多分こういう関わりかたを大事にしたいと思うようになったのは、自分の今までの経験が関わっていると思うんですが、特に海外に行った時の経験が大きく影響していると思います。

最初、言葉がたどたどしくてうまくコミュニケーションが取れなかった時に、自分の作った音楽を聴かせたら、途端にコミュニケーションの質が変わったということがあったんですよ。
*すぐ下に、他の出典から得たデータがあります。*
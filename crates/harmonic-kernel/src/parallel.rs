//! Task-parallel reducer.
//!
//! The calling thread is the only producer: it opens a scope on a pool of K
//! workers, spawns one task per block and blocks at the end of the scope
//! until every task has finished. It never runs block tasks itself.
//!
//! Partial sums are combined one of two ways:
//! - [`Reduction::Slots`]: each task owns one output slot; the producer folds
//!   the slots in block order after the join. Deterministic per (N, K).
//! - [`Reduction::Atomic`]: each task adds into one shared [`AtomicF64`].
//!   No update is lost, but the order of adds varies between runs.

use core::fmt;
use core::num::NonZeroUsize;
use core::sync::atomic::{AtomicU64, Ordering};

use rayon::{ThreadPool, ThreadPoolBuilder};

use crate::error::{check_terms, check_workers, Error, Result};
use crate::partition::Partition;

#[derive(Debug, Clone, Copy, PartialEq, Eq, Default)]
pub enum Reduction {
    #[default]
    Slots,
    Atomic,
}

impl Reduction {
    pub const fn name(&self) -> &'static str {
        match self {
            Reduction::Slots => "slots",
            Reduction::Atomic => "atomic",
        }
    }
}

impl fmt::Display for Reduction {
    fn fmt(&self, f: &mut fmt::Formatter<'_>) -> fmt::Result {
        f.write_str(self.name())
    }
}

/// An `f64` stored as its bit pattern in an [`AtomicU64`].
#[derive(Debug)]
pub struct AtomicF64 {
    bits: AtomicU64,
}

impl AtomicF64 {
    pub fn new(value: f64) -> Self {
        Self {
            bits: AtomicU64::new(value.to_bits()),
        }
    }

    pub fn load(&self) -> f64 {
        f64::from_bits(self.bits.load(Ordering::Acquire))
    }

    /// Add `value` and return the previous value.
    pub fn fetch_add(&self, value: f64) -> f64 {
        loop {
            let current = self.bits.load(Ordering::Acquire);
            let next = (f64::from_bits(current) + value).to_bits();

            if self
                .bits
                .compare_exchange_weak(current, next, Ordering::AcqRel, Ordering::Acquire)
                .is_ok()
            {
                return f64::from_bits(current);
            }
        }
    }

    pub fn into_inner(self) -> f64 {
        f64::from_bits(self.bits.into_inner())
    }
}

pub struct ParallelReducer {
    pool: ThreadPool,
    workers: NonZeroUsize,
    reduction: Reduction,
}

impl ParallelReducer {
    /// Build a pool of exactly `workers` threads.
    pub fn new(workers: NonZeroUsize, reduction: Reduction) -> Result<Self> {
        let pool = ThreadPoolBuilder::new()
            .num_threads(workers.get())
            .thread_name(|i| format!("harmonic-worker-{i}"))
            .build()?;

        log::debug!("parallel: pool ready, K={} reduction={}", workers, reduction);
        Ok(Self {
            pool,
            workers,
            reduction,
        })
    }

    pub fn workers(&self) -> usize {
        self.workers.get()
    }

    pub fn reduction(&self) -> Reduction {
        self.reduction
    }

    /// H(`terms`) with one block per worker. Requires `1 <= K <= terms`.
    pub fn compute(&self, terms: u64) -> Result<f64> {
        let partition = Partition::new(terms, self.workers.get())?;
        log::debug!(
            "parallel: N={} K={} block_len={} reduction={}",
            terms,
            partition.len(),
            partition.block_len(),
            self.reduction
        );

        let sum = match self.reduction {
            Reduction::Slots => self.reduce_slots(&partition),
            Reduction::Atomic => self.reduce_atomic(&partition),
        };
        Ok(sum)
    }

    fn reduce_slots(&self, partition: &Partition) -> f64 {
        let mut slots = vec![0.0f64; partition.len()];

        self.pool.in_place_scope(|scope| {
            for (k, (slot, block)) in slots.iter_mut().zip(partition).enumerate() {
                scope.spawn(move |_| {
                    *slot = block.sum();
                    log::trace!(
                        "block {} [{}, {}] partial={:e}",
                        k,
                        block.start(),
                        block.end(),
                        *slot
                    );
                });
            }
        });

        slots.iter().fold(0.0, |global, &partial| global + partial)
    }

    fn reduce_atomic(&self, partition: &Partition) -> f64 {
        let global = AtomicF64::new(0.0);

        self.pool.in_place_scope(|scope| {
            for (k, block) in partition.iter().enumerate() {
                let global = &global;
                scope.spawn(move |_| {
                    let partial = block.sum();
                    global.fetch_add(partial);
                    log::trace!(
                        "block {} [{}, {}] partial={:e}",
                        k,
                        block.start(),
                        block.end(),
                        partial
                    );
                });
            }
        });

        global.into_inner()
    }
}

impl fmt::Debug for ParallelReducer {
    fn fmt(&self, f: &mut fmt::Formatter<'_>) -> fmt::Result {
        f.debug_struct("ParallelReducer")
            .field("workers", &self.workers)
            .field("reduction", &self.reduction)
            .finish()
    }
}

/// Validate (N, K), build a reducer and compute H(`terms`).
pub fn compute_parallel(terms: u64, workers: usize, reduction: Reduction) -> Result<f64> {
    check_terms(terms)?;
    check_workers(terms, workers)?;
    let workers = NonZeroUsize::new(workers).ok_or(Error::InvalidWorkers { workers, terms })?;

    ParallelReducer::new(workers, reduction)?.compute(terms)
}

#[cfg(test)]
mod tests {
    use super::*;
    use crate::block::accumulate;

    fn reducer(workers: usize, reduction: Reduction) -> ParallelReducer {
        ParallelReducer::new(NonZeroUsize::new(workers).unwrap(), reduction).unwrap()
    }

    #[test]
    fn test_atomic_f64_fetch_add() {
        let a = AtomicF64::new(0.0);
        assert_eq!(a.fetch_add(1.5), 0.0);
        assert_eq!(a.fetch_add(0.25), 1.5);
        assert_eq!(a.load(), 1.75);
        assert_eq!(a.into_inner(), 1.75);
    }

    #[test]
    fn test_atomic_f64_no_lost_update() {
        let a = AtomicF64::new(0.0);
        std::thread::scope(|s| {
            for _ in 0..8 {
                s.spawn(|| {
                    for _ in 0..1000 {
                        a.fetch_add(1.0);
                    }
                });
            }
        });
        assert_eq!(a.load(), 8000.0);
    }

    #[test]
    fn test_slots_fold_in_block_order() {
        let terms = 10_000;
        let partition = Partition::new(terms, 4).unwrap();
        let expected = partition
            .iter()
            .fold(0.0, |global, block| global + block.sum());

        let sum = reducer(4, Reduction::Slots).compute(terms).unwrap();
        assert_eq!(sum.to_bits(), expected.to_bits());
    }

    #[test]
    fn test_single_worker_matches_accumulator() {
        for reduction in [Reduction::Slots, Reduction::Atomic] {
            let sum = reducer(1, reduction).compute(1000).unwrap();
            assert_eq!(sum.to_bits(), accumulate(1, 1000).to_bits());
        }
    }

    #[test]
    fn test_reducer_is_reusable() {
        let r = reducer(3, Reduction::Slots);
        let first = r.compute(5000).unwrap();
        let second = r.compute(5000).unwrap();
        assert_eq!(first.to_bits(), second.to_bits());
        assert_eq!(r.workers(), 3);
        assert_eq!(r.reduction(), Reduction::Slots);
    }

    #[test]
    fn test_more_workers_than_terms() {
        let r = reducer(4, Reduction::Atomic);
        assert!(matches!(
            r.compute(3),
            Err(Error::InvalidWorkers { workers: 4, terms: 3 })
        ));
    }

    #[test]
    fn test_compute_parallel_validates() {
        assert!(matches!(
            compute_parallel(0, 1, Reduction::Slots),
            Err(Error::InvalidTerms { terms: 0 })
        ));
        assert!(matches!(
            compute_parallel(10, 0, Reduction::Slots),
            Err(Error::InvalidWorkers { workers: 0, .. })
        ));
    }
}
use std::collections::BTreeMap;
use std::path::{Path, PathBuf};

use clap::Args;

use crate::sh::{ShOptions, StreamMode};
use crate::Result;

#[derive(Args, Debug)]
pub struct MatrixArgs {
    /// Path to YAML config (defaults to `<workspace>/matrix.yaml`)
    #[arg(long)]
    pub config: Option<PathBuf>,

    /// Which command to run. This can be either:
    /// - a name from `commands:` (recommended), or
    /// - an inline command template string.
    ///
    /// Per-entry `command:` overrides this.
    #[arg(long)]
    pub command: Option<String>,

    /// Only run matrix entries for these packages (repeatable).
    ///
    /// Example: `cargo run -p xtask -- matrix -p harmonic-kernel --command test`
    #[arg(short = 'p', long = "package")]
    pub packages: Vec<String>,

    /// Print commands as they run
    #[arg(long)]
    pub verbose: bool,
}

#[derive(Debug, serde::Deserialize)]
struct MatrixConfig {
    #[serde(default)]
    pre: Vec<String>,
    #[serde(default)]
    commands: BTreeMap<String, String>,
    entries: Vec<MatrixEntry>,
}

#[derive(Debug, serde::Deserialize)]
#[serde(untagged)]
enum FeatureSpec {
    /// Always enabled.
    One(String),
    /// Exactly one of these per combination; `""` means none.
    OneOf(Vec<String>),
}

#[derive(Debug, serde::Deserialize)]
struct MatrixEntry {
    /// Per-entry overrides for named commands from the top-level `commands:` map.
    #[serde(default)]
    commands: BTreeMap<String, String>,
    command: Option<String>,
    package: String,
    /// Build-time environment, e.g. `HARMONIC_WORKERS: "8"`.
    #[serde(default)]
    env: BTreeMap<String, String>,
    #[serde(default)]
    features: Vec<FeatureSpec>,
}

fn load_config(path: &Path) -> Result<MatrixConfig> {
    let bytes = std::fs::read(path)?;
    Ok(serde_yaml::from_slice(&bytes)?)
}

#[derive(Debug)]
struct Step {
    name: String,
    cmd: String,
    env: Vec<(String, String)>,
}

fn render_template(
    template: &str,
    workspace: &Path,
    package: &str,
    features: &str,
    features_flag: &str,
) -> String {
    template
        .replace("{workspace}", &workspace.to_string_lossy())
        .replace("{package}", package)
        .replace("{features}", features)
        .replace("{features_flag}", features_flag)
}

/// Cartesian product of the feature specs, each combination sorted and deduplicated.
fn feature_combos(specs: &[FeatureSpec]) -> Vec<Vec<String>> {
    let mut combos: Vec<Vec<String>> = vec![Vec::new()];
    for spec in specs {
        match spec {
            FeatureSpec::One(f) => {
                for c in &mut combos {
                    c.push(f.clone());
                }
            }
            FeatureSpec::OneOf(group) => {
                let mut next: Vec<Vec<String>> = Vec::new();
                for opt in group {
                    for c in &combos {
                        let mut nc = c.clone();
                        if !opt.is_empty() {
                            nc.push(opt.clone());
                        }
                        next.push(nc);
                    }
                }
                combos = next;
            }
        }
    }

    for c in &mut combos {
        c.sort();
        c.dedup();
    }
    combos
}

fn plan(
    cfg: &MatrixConfig,
    workspace: &Path,
    default_cmd: Option<&String>,
    packages: &[String],
) -> Result<Vec<Step>> {
    let mut steps: Vec<Step> = Vec::new();

    for (i, cmd) in cfg.pre.iter().enumerate() {
        steps.push(Step {
            name: format!("pre:{}", i + 1),
            cmd: cmd.clone(),
            env: Vec::new(),
        });
    }

    for entry in &cfg.entries {
        if !packages.is_empty() && !packages.iter().any(|p| p == &entry.package) {
            continue;
        }

        let cmd_name = entry
            .command
            .as_ref()
            .or(default_cmd)
            .ok_or("no command selected (pass --command <name> or set `command:` per entry)")?;
        let template: &str = entry
            .commands
            .get(cmd_name)
            .or_else(|| cfg.commands.get(cmd_name))
            .map(|s| s.as_str())
            .unwrap_or(cmd_name);

        let combos = feature_combos(&entry.features);
        let total = combos.len();
        let env: Vec<(String, String)> = entry
            .env
            .iter()
            .map(|(k, v)| (k.clone(), v.clone()))
            .collect();

        for (idx, feats) in combos.iter().enumerate() {
            let feat_str = feats.join(",");
            let features_flag = if feat_str.is_empty() {
                String::new()
            } else {
                format!(r##"--features "{feat_str}""##)
            };

            let cmd = render_template(template, workspace, &entry.package, &feat_str, &features_flag);

            let suffix = if total > 1 {
                format!(" #{}/{}", idx + 1, total)
            } else {
                String::new()
            };
            let shown = if feat_str.is_empty() { "-" } else { feat_str.as_str() };

            steps.push(Step {
                name: format!("{} [{shown}] ({cmd_name}){suffix}", entry.package),
                cmd,
                env: env.clone(),
            });
        }
    }

    Ok(steps)
}

pub fn run(args: MatrixArgs) -> Result<()> {
    let workspace = crate::findup::workspace_root()?;
    let config_path = args
        .config
        .clone()
        .unwrap_or_else(|| workspace.join("matrix.yaml"));
    let cfg = load_config(&config_path)?;

    let steps = plan(&cfg, &workspace, args.command.as_ref(), &args.packages)?;

    for (i, step) in steps.iter().enumerate() {
        println!("[{}/{}] {}", i + 1, steps.len(), step.name);

        let opts = ShOptions {
            stdout: StreamMode::Inherit,
            stderr: StreamMode::Inherit,
            cwd: Some(workspace.clone()),
            env: step.env.clone(),
            quiet: !args.verbose,
        };
        crate::sh!(options(opts), &step.cmd)?;
    }

    println!("[matrix] done");
    Ok(())
}
use clap::Args;

use crate::Result;

/// Tidy and verify packages: cargo fix, clippy, fmt, check and test
#[derive(Args, Debug)]
pub struct MassageArgs {
    #[command(flatten)]
    workspace: clap_cargo::Workspace,

    /// Also check and test with every kernel mode feature enabled
    #[arg(long)]
    pub all_features: bool,

    /// Enable verbose output (show warnings)
    #[arg(long = "verbose")]
    pub verbose: bool,
}

fn target_flags(workspace: &clap_cargo::Workspace) -> String {
    if workspace.workspace || workspace.package.is_empty() {
        "--workspace".to_string()
    } else {
        workspace
            .package
            .iter()
            .map(|p| format!("-p {p}"))
            .collect::<Vec<_>>()
            .join(" ")
    }
}

fn script(target_flags: &str, all_features: bool) -> String {
    let feature_flags = if all_features { " --all-features" } else { "" };

    format!(
        r#"
set -e

echo [1/5] Running cargo fix...
cargo fix --allow-dirty --allow-staged --quiet {target_flags}

echo [2/5] Running cargo clippy --fix...
cargo clippy --fix --allow-dirty --allow-staged --quiet {target_flags}{feature_flags}

echo [3/5] Running cargo fmt...
cargo fmt --all --quiet

echo [4/5] Running cargo check...
cargo check --quiet {target_flags}{feature_flags}

echo [5/5] Running cargo test...
RUST_BACKTRACE=1 cargo nextest run --no-tests pass {target_flags}{feature_flags}
"#
    )
}

pub fn run(args: MassageArgs) -> Result<()> {
    let script = script(&target_flags(&args.workspace), args.all_features);

    let opts = crate::sh::ShOptions {
        cwd: Some(crate::findup::workspace_root()?),
        quiet: !args.verbose,
        ..Default::default()
    };
    crate::sh!(options(opts), script)?;
    Ok(())
}
//! Harmonic series summation demo.
//!
//! Prints H(N) to 20 fractional digits and the time taken. N, K and the
//! mode are fixed when the binary is built.

use anyhow::Context;
use harmonic_kernel::Config;
use harmonic_sum::{banner, run, validate};

fn main() {
    env_logger::init();

    if let Err(e) = try_main() {
        eprintln!("Error: {:#}", e);
        std::process::exit(1);
    }
}

fn try_main() -> anyhow::Result<()> {
    let config = Config::build_time().context("failed to read build-time configuration")?;
    log::debug!("[harmonic-sum] {:?}", config);
    validate(&config)?;

    print!("{}", banner(&config));
    let report = run(&config)?;
    print!("{}", report.render());
    Ok(())
}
言葉が拙くてもきちんと聞いてくれたし、ちゃんと応えてくれた。
自分の内面を見せることによって、言葉はただの道具でしかなくて、それ以上のところで繋がれるんだということを知ったし、その繋がろうとしてくれる感じがすごく嬉しかったんです。

子どもたちも言葉のボキャブラリーは少ないけど、伝えたいことはたくさんあって、それに対してまっすぐ向き合ってくれることは、嬉しいことだと思うんですよね。赤ちゃんだってそう。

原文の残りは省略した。